- [Work item] Give the count of lines that hold the word "HeaderValue" in this listing, with nothing added.

- [Supplied data]
###

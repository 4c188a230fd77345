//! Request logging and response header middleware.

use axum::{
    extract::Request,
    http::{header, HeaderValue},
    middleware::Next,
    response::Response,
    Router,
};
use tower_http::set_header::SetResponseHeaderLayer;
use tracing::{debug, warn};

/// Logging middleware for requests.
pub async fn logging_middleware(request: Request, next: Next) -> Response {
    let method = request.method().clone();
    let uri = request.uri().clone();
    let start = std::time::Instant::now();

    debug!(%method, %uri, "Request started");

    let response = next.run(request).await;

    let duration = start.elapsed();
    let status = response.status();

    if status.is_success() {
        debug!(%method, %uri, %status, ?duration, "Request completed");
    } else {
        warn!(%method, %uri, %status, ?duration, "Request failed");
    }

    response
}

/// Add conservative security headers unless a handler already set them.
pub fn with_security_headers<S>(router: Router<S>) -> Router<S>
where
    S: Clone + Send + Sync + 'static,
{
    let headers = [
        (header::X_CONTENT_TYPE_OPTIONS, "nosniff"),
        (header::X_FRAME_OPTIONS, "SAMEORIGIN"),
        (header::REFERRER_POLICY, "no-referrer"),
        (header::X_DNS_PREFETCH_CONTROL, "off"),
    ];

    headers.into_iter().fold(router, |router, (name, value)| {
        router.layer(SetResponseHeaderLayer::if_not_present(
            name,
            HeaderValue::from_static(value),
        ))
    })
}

###

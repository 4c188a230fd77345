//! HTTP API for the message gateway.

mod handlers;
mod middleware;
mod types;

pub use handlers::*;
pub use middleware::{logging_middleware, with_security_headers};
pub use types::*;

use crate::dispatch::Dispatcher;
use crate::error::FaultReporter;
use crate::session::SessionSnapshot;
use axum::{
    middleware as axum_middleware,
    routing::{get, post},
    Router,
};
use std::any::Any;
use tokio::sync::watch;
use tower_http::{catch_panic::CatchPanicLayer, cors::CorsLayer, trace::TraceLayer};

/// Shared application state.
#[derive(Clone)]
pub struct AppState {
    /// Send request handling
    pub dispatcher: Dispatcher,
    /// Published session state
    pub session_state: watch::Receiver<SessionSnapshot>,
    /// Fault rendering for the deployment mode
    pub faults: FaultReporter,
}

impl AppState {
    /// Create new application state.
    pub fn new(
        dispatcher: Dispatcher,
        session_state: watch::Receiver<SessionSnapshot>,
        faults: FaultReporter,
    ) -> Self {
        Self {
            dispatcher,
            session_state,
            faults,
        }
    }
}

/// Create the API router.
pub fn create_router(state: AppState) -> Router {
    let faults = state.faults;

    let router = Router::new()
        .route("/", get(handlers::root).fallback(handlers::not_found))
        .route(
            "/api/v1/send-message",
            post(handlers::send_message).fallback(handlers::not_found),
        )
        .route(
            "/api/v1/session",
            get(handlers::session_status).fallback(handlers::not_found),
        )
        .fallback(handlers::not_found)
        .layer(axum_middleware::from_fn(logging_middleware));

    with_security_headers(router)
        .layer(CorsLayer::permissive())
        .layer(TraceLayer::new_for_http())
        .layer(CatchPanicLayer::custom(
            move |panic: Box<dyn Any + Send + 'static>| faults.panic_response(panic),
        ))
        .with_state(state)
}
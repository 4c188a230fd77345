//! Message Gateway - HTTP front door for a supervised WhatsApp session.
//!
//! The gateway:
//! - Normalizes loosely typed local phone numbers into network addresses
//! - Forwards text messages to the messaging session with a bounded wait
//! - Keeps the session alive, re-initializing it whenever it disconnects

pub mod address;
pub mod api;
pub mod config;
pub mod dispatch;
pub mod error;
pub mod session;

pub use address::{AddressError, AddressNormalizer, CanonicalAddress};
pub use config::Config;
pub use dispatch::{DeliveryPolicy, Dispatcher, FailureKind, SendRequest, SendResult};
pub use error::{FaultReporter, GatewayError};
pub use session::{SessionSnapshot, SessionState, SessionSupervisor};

###

- [Completed task] 2